Caro Belgrado, noi cerchiamo di fare il possibile per distruggere il potere, lo dobbiamo a te e a tanti altri compagni indimenticabili, ce la mettiamo tutta, ma non siamo te.

Che la terra ti sia lieve compagno amato.

Lello

[Pubblicato in “Croce Nera Anarchica”, n. 3, 2017, p. 32].


«Nell’inferno della vita entra la parte più nobile dell’umanità. Gli altri stanno sulla soglia e si scaldano»

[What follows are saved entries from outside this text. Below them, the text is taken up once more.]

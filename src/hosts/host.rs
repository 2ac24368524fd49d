//! The reconciled, in-memory host record handed to the CLI/TUI layer.

/// Default SSH port applied to every parsed `Host` section.
pub const DEFAULT_PORT: &str = "22";

/// One host as the rest of the program sees it.
///
/// Built fresh on every start by merging the SSH config with the
/// credential vault; never persisted itself.
#[derive(Debug, Clone, Default, PartialEq, Eq)]
pub struct HostConfig {
    /// Alias from the `Host` line (or the vault key for synthetic hosts).
    pub host: String,
    pub user: String,
    pub port: String,
    pub host_name: String,
    pub identity_file: String,
    /// Empty when no credential is stored for this host.
    pub password: String,
}

impl HostConfig {
    /// A host with only its alias and the default port set.
    pub fn new(host: impl Into<String>) -> Self {
        Self {
            host: host.into(),
            port: DEFAULT_PORT.to_string(),
            ..Self::default()
        }
    }

    /// `"<host_name>:<port>"`, the address a client would dial.
    pub fn endpoint(&self) -> String {
        format!("{}:{}", self.host_name, self.port)
    }

    /// Returns `true` if a password is attached to this host.
    pub fn has_password(&self) -> bool {
        !self.password.is_empty()
    }
}

#[cfg(test)]
mod tests {
    use super::*;

    #[test]
    fn new_host_uses_default_port() {
        let host = HostConfig::new("web");
        assert_eq!(host.port, "22");
        assert!(!host.has_password());
    }

    #[test]
    fn endpoint_joins_host_name_and_port() {
        let host = HostConfig {
            host_name: "10.1.2.3".into(),
            port: "2222".into(),
            ..HostConfig::new("db")
        };
        assert_eq!(host.endpoint(), "10.1.2.3:2222");
    }
}
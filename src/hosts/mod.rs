//! Hosts module: the inventory side of hostvault.
//!
//! This module provides:
//! - The reconciled `HostConfig` record (`host`)
//! - A reader for OpenSSH client config files (`ssh_config`)
//! - The merge of config hosts with vault credentials (`reconcile`)

pub mod host;
pub mod reconcile;
pub mod ssh_config;

pub use host::HostConfig;
pub use reconcile::reconcile;
pub use ssh_config::{load_ssh_config, parse_ssh_config};
//! High-level credential vault operations used by CLI commands.
//!
//! `CredentialStore` is the decrypted, in-memory view of the vault.
//! The path-based helpers (`upsert_credential`, `remove_credential`,
//! `reveal_credential`) each run one full load → modify → save cycle
//! and rewrite the whole encrypted file.  Concurrent writers are not
//! supported.

use std::collections::BTreeMap;
use std::path::Path;

use serde::{Deserialize, Deserializer, Serialize};

use super::format;
use super::record::CredentialRecord;
use crate::crypto::MasterKey;
use crate::errors::{HostVaultError, Result};

/// Map of host name → credential record.
#[derive(Debug, Clone, Default, PartialEq, Eq, Serialize, Deserialize)]
pub struct CredentialStore {
    #[serde(rename = "credentials", default, deserialize_with = "null_as_empty")]
    entries: BTreeMap<String, CredentialRecord>,
}

impl CredentialStore {
    /// An empty store, as used before the vault file exists.
    pub fn new() -> Self {
        Self::default()
    }

    // ------------------------------------------------------------------
    // Persistence
    // ------------------------------------------------------------------

    /// Read and decrypt the vault at `path`.
    ///
    /// Fails with `VaultNotFound` if the file does not exist and with
    /// `CorruptData` if it cannot be decrypted or parsed.
    pub fn load(path: &Path, key: &MasterKey) -> Result<Self> {
        let blob = format::read_vault(path)?;
        let store = format::open(&blob, key)?;
        tracing::debug!(path = %path.display(), entries = store.len(), "vault loaded");
        Ok(store)
    }

    /// Like `load`, but an absent vault yields an empty store.
    pub fn load_or_default(path: &Path, key: &MasterKey) -> Result<Self> {
        match Self::load(path, key) {
            Err(HostVaultError::VaultNotFound(_)) => Ok(Self::new()),
            other => other,
        }
    }

    /// Encrypt and write the whole store to `path` via temp file + rename.
    pub fn save(&self, path: &Path, key: &MasterKey) -> Result<()> {
        let blob = format::seal(self, key)?;
        format::write_atomic(path, &blob)?;
        tracing::debug!(path = %path.display(), entries = self.len(), "vault saved");
        Ok(())
    }

    // ------------------------------------------------------------------
    // Entry operations
    // ------------------------------------------------------------------

    /// Look up the record for `host`.
    pub fn get(&self, host: &str) -> Option<&CredentialRecord> {
        self.entries.get(host)
    }

    /// Insert or replace the record for `host`.
    pub fn insert(&mut self, host: impl Into<String>, record: CredentialRecord) {
        self.entries.insert(host.into(), record);
    }

    /// Remove the record for `host`, returning it if present.
    pub fn remove(&mut self, host: &str) -> Option<CredentialRecord> {
        self.entries.remove(host)
    }

    /// Iterate entries in host-name order.
    pub fn entries(&self) -> impl Iterator<Item = (&str, &CredentialRecord)> {
        self.entries.iter().map(|(host, record)| (host.as_str(), record))
    }

    /// Host names with a stored credential, sorted.
    pub fn hosts(&self) -> Vec<&str> {
        self.entries.keys().map(String::as_str).collect()
    }

    pub fn len(&self) -> usize {
        self.entries.len()
    }

    pub fn is_empty(&self) -> bool {
        self.entries.is_empty()
    }
}

// ----------------------------------------------------------------------
// Path-based operations
// ----------------------------------------------------------------------

/// Set the record for `host`, creating the vault if it does not exist.
pub fn upsert_credential(
    path: &Path,
    host: &str,
    record: CredentialRecord,
    key: &MasterKey,
) -> Result<()> {
    let mut store = CredentialStore::load_or_default(path, key)?;
    store.insert(host, record);
    store.save(path, key)
}

/// Delete the record for `host`.
///
/// An absent host is not an error; the vault is still rewritten.  A
/// missing vault file propagates `VaultNotFound`.
pub fn remove_credential(path: &Path, host: &str, key: &MasterKey) -> Result<()> {
    let mut store = CredentialStore::load(path, key)?;
    if store.remove(host).is_none() {
        tracing::debug!(host, "no credential to remove");
    }
    store.save(path, key)
}

/// Return the password stored for `host`.
pub fn reveal_credential(path: &Path, host: &str, key: &MasterKey) -> Result<String> {
    let store = CredentialStore::load(path, key)?;
    store
        .get(host)
        .map(|record| record.password.clone())
        .ok_or_else(|| HostVaultError::CredentialNotFound(host.to_string()))
}

/// Vaults written by older tools may carry `"credentials": null`.
fn null_as_empty<'de, D>(
    deserializer: D,
) -> std::result::Result<BTreeMap<String, CredentialRecord>, D::Error>
where
    D: Deserializer<'de>,
{
    Option::<BTreeMap<String, CredentialRecord>>::deserialize(deserializer)
        .map(Option::unwrap_or_default)
}

#[cfg(test)]
mod tests {
    use super::*;

    #[test]
    fn null_credentials_map_parses_as_empty() {
        let store: CredentialStore = serde_json::from_str(r#"{"credentials":null}"#).unwrap();
        assert!(store.is_empty());
    }

    #[test]
    fn serializes_under_credentials_key_in_host_order() {
        let mut store = CredentialStore::new();
        store.insert("zeta", CredentialRecord::password_only("z"));
        store.insert("alpha", CredentialRecord::password_only("a"));

        let json = serde_json::to_string(&store).unwrap();
        assert!(json.starts_with(r#"{"credentials":{"alpha":"#));
        assert_eq!(store.hosts(), vec!["alpha", "zeta"]);
    }
}
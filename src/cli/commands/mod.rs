//! One module per subcommand; each exposes an `execute` function.

pub mod completions;
pub mod create_key;
pub mod history;
pub mod ip;
pub mod list;
pub mod remove;
pub mod reveal;
pub mod upsert;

Nel 2016 è stato collocato da parte di compagni, a Carrara (in piazza delle Erbe, all’angolo con via del Mercato), un mosaico del compagno Paolo Neri raffigurante Belgrado Pedrini. L’opera riprende il più noto ritratto fotografico di B. Pedrini, includendo anche un brano tratto dalla poesia “Schiavi”. Accanto al mosaico è posta una targa riportante la scritta: «Belgrado Pedrini, anarchico. Nell’inferno della vita entra la parte più nobile dell’umanità. Gli altri stanno sulla soglia e si scaldano».